In addition to the charge of box office impotence, Ekkerhard Knörer reports that another common criticism of Berlin School films is that they supposedly lack interest in the political and instead present us with a “bourgeois poetics of middle class navel gazing.” According to Christina Nord, this tendency has hypostatized in some cases into a sense of bourgeois “melancholic suffering” affecting the films’ protagonists and, simultaneously, a formal mannerism affecting the films themselves. It’s impossible to argue against the empirical evidence of these films’ struggle at the box office; however, to charge these films with the ‘crime’ of being a-political strikes me as questionable. In the age of finance capitalism, the conception of the ‘political’ at work in such accusations seems unproductive, not least because it nostalgically relies on a version of traditional ‘leftist’ politics that may no longer have any purchase on the objects of its critique (for more on this issue see my interview with Christian Petzold, Cineaste online, June 2008). Indeed, part of the reason the Berlin School films are so compelling—and deserving of greater (inter)national recognition—is their specific cinematic nature, which renders these films political, albeit not in the traditional (content-based, or ‘agitational’) sense of the term.

*****

If one wanted a shorthand description for the films of the Berlin School one could do worse than starting to consider how they tend to pursue an aesthetics of reduction reminiscent of the films by Robert Bresson, Michelangelo Antonioni, Michael Haneke, or the Dardenne Brothers, as well as the 2nd generation directors of the French New Wave such as Maurice Pialat, Jean Eustache, and Philippe Garrel. Many, though not all, Berlin School films are dominated by long takes, long shots, clinically precise framing, a certain deliberateness of pacing, sparse usage of extra-diegetic music, poetic use of diegetic sound, and, frequently, the reliance on unknown or even non-professional actors who appear to be chosen for who they ‘are’ rather than for whom they could be. In so doing, films such as This Very Moment, a contemporary riff on the Brothers Grimm’s fairy tale, “Hansel and Gretel,” set in the German-Polish border region, Winckler’s Lucy (2005), a patiently observing study of a teenage girl’s reluctance to live up to the expectations and responsibilities she suddenly faces as a new mother, Arslan’s Aus der Ferne (From Far Away, 2006), his nearly voice-over-free travelogue of Turkey, his country of birth, or Karger (2007), a Ken Loach-like study of the fate suffered by working class life in the post-industrial age by Elke Hauck, another dffb graduate, sharpen the viewer’s attention while effortlessly creating ‘un-dramatic’ tensions. And cumulatively, these cinematic aspects stress the characters’ spatio-temporal existence—the fact that unlike the films belonging to what Eric Rentschler influentially described as the “cinema of consensus” cycle these films unmistakably take place in a specific time and place: in the here and now of reunified Germany.
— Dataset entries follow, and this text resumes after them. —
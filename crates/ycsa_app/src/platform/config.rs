use std::fs;
use std::io;
use std::path::{Path, PathBuf};
use std::time::Duration;

use serde::Deserialize;
use thiserror::Error;
use ycsa_engine::{HttpSettings, MonitorSettings, DEFAULT_API_BASE, MAX_PAGE_SIZE};

use super::logging::LogDestination;

pub const DEFAULT_CONFIG_FILE: &str = "ycsa.ron";
pub const API_KEY_ENV: &str = "YOUTUBE_API_KEY";

#[derive(Debug, Error)]
pub enum ConfigError {
    #[error("cannot read config {path:?}: {source}")]
    Read {
        path: PathBuf,
        #[source]
        source: io::Error,
    },
    #[error("cannot parse config {path:?}: {source}")]
    Parse {
        path: PathBuf,
        #[source]
        source: ron::error::SpannedError,
    },
    #[error("no API key: set YOUTUBE_API_KEY or `api_key` in the config file")]
    MissingApiKey,
}

/// Startup configuration read from `ycsa.ron`. Every field is optional in
/// the file.
#[derive(Debug, Clone, PartialEq, Deserialize)]
#[serde(default)]
pub struct AppConfig {
    pub api_base: String,
    pub api_key: Option<String>,
    pub vectorizer_path: PathBuf,
    pub classifier_path: PathBuf,
    pub output_dir: PathBuf,
    pub comment_page_size: u32,
    pub max_comment_pages: Option<usize>,
    pub connect_timeout_secs: u64,
    pub request_timeout_secs: u64,
    pub max_response_bytes: u64,
    pub min_poll_interval_ms: u64,
    pub respect_server_interval: bool,
    pub error_backoff_ms: u64,
    pub max_consecutive_failures: u32,
    pub log_destination: LogDestination,
}

impl Default for AppConfig {
    fn default() -> Self {
        let http = HttpSettings::default();
        let monitor = MonitorSettings::default();
        Self {
            api_base: DEFAULT_API_BASE.to_string(),
            api_key: None,
            vectorizer_path: PathBuf::from("vectorizer.json"),
            classifier_path: PathBuf::from("classifier.json"),
            output_dir: PathBuf::from("output"),
            comment_page_size: MAX_PAGE_SIZE,
            max_comment_pages: None,
            connect_timeout_secs: http.connect_timeout.as_secs(),
            request_timeout_secs: http.request_timeout.as_secs(),
            max_response_bytes: http.max_bytes,
            min_poll_interval_ms: monitor.min_poll_interval.as_millis() as u64,
            respect_server_interval: monitor.respect_server_interval,
            error_backoff_ms: monitor.error_backoff.as_millis() as u64,
            max_consecutive_failures: monitor.max_consecutive_failures,
            log_destination: LogDestination::default(),
        }
    }
}

impl AppConfig {
    /// Reads `path`; a missing file yields the defaults.
    pub fn load(path: &Path) -> Result<Self, ConfigError> {
        let text = match fs::read_to_string(path) {
            Ok(text) => text,
            Err(err) if err.kind() == io::ErrorKind::NotFound => return Ok(Self::default()),
            Err(source) => {
                return Err(ConfigError::Read {
                    path: path.to_path_buf(),
                    source,
                })
            }
        };
        ron::from_str(&text).map_err(|source| ConfigError::Parse {
            path: path.to_path_buf(),
            source,
        })
    }

    /// A non-blank environment key replaces the file's key.
    pub fn apply_env_key(&mut self, env_key: Option<String>) {
        if let Some(key) = env_key.filter(|key| !key.trim().is_empty()) {
            self.api_key = Some(key.trim().to_string());
        }
    }

    pub fn require_api_key(&self) -> Result<&str, ConfigError> {
        self.api_key
            .as_deref()
            .map(str::trim)
            .filter(|key| !key.is_empty())
            .ok_or(ConfigError::MissingApiKey)
    }

    pub fn http_settings(&self) -> HttpSettings {
        HttpSettings {
            connect_timeout: Duration::from_secs(self.connect_timeout_secs),
            request_timeout: Duration::from_secs(self.request_timeout_secs),
            max_bytes: self.max_response_bytes,
        }
    }

    pub fn monitor_settings(&self) -> MonitorSettings {
        MonitorSettings {
            min_poll_interval: Duration::from_millis(self.min_poll_interval_ms),
            respect_server_interval: self.respect_server_interval,
            error_backoff: Duration::from_millis(self.error_backoff_ms),
            max_consecutive_failures: self.max_consecutive_failures.max(1),
        }
    }
}

#[cfg(test)]
mod tests {
    use super::*;
    use tempfile::TempDir;

    #[test]
    fn missing_file_uses_defaults() {
        let dir = TempDir::new().unwrap();
        let config = AppConfig::load(&dir.path().join("absent.ron")).unwrap();
        assert_eq!(config, AppConfig::default());
        assert_eq!(config.api_base, DEFAULT_API_BASE);
        assert_eq!(config.comment_page_size, 100);
        assert_eq!(config.log_destination, LogDestination::File);
    }

    #[test]
    fn partial_file_overrides_named_fields_only() {
        let dir = TempDir::new().unwrap();
        let path = dir.path().join("ycsa.ron");
        fs::write(
            &path,
            r#"(
                api_key: Some("from-file"),
                output_dir: "reports",
                max_comment_pages: Some(5),
                min_poll_interval_ms: 1500,
                log_destination: Both,
            )"#,
        )
        .unwrap();

        let config = AppConfig::load(&path).unwrap();
        assert_eq!(config.api_key.as_deref(), Some("from-file"));
        assert_eq!(config.output_dir, PathBuf::from("reports"));
        assert_eq!(config.max_comment_pages, Some(5));
        assert_eq!(config.log_destination, LogDestination::Both);
        assert_eq!(
            config.monitor_settings().min_poll_interval,
            Duration::from_millis(1500)
        );
        assert_eq!(config.request_timeout_secs, 30);
    }

    #[test]
    fn malformed_file_is_a_parse_error() {
        let dir = TempDir::new().unwrap();
        let path = dir.path().join("ycsa.ron");
        fs::write(&path, "(api_key: ").unwrap();
        assert!(matches!(
            AppConfig::load(&path),
            Err(ConfigError::Parse { .. })
        ));
    }

    #[test]
    fn env_key_overrides_file_key() {
        let mut config = AppConfig {
            api_key: Some("from-file".into()),
            ..AppConfig::default()
        };
        config.apply_env_key(Some("from-env".into()));
        assert_eq!(config.require_api_key().unwrap(), "from-env");

        config.apply_env_key(Some("   ".into()));
        assert_eq!(config.require_api_key().unwrap(), "from-env");
    }

    #[test]
    fn absent_or_blank_key_is_fatal() {
        let config = AppConfig::default();
        assert!(matches!(
            config.require_api_key(),
            Err(ConfigError::MissingApiKey)
        ));

        let blank = AppConfig {
            api_key: Some(" ".into()),
            ..AppConfig::default()
        };
        assert!(blank.require_api_key().is_err());
    }
}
Such spatio-temporal precision directs viewers’ attention to the poetic texture of what could easily be mistaken for an artlessly realist mise-en-scène. These remarkably precise films solicit audience attention so that our sense perceptions are made to tune in to the extraordinary qualities of otherwise rather ordinary lives. Many of these films, that is, thematically focus on the every day and attempt to capture normality—though they do this so that in their visual intensification of normality the extraordinary at the heart of everydayness emerges. And as Benjamin Heisenberg remarked in a conversation with me, what these films have in common is “that the camera does not allow the viewer to identify with the characters, but it’s not really distancing us from them either. Instead, it creates and positions us in an in-between space that pulls us to and fro, ultimately holding us suspended in a middle space that’s quite akin to the characters’ own subjectivity/subject position.” It is as if they intentionally heeded a filmmaking adage André Bazin once attributed to Erich von Stroheim: “Take a close look at the world and keep on doing so.” Relentlessly focusing their camera on seemingly unremarkable events, these films exhibit a tendency to ‘stare’, thus effecting an alteration of that which they stare at from within the act of seeing (and listening) itself.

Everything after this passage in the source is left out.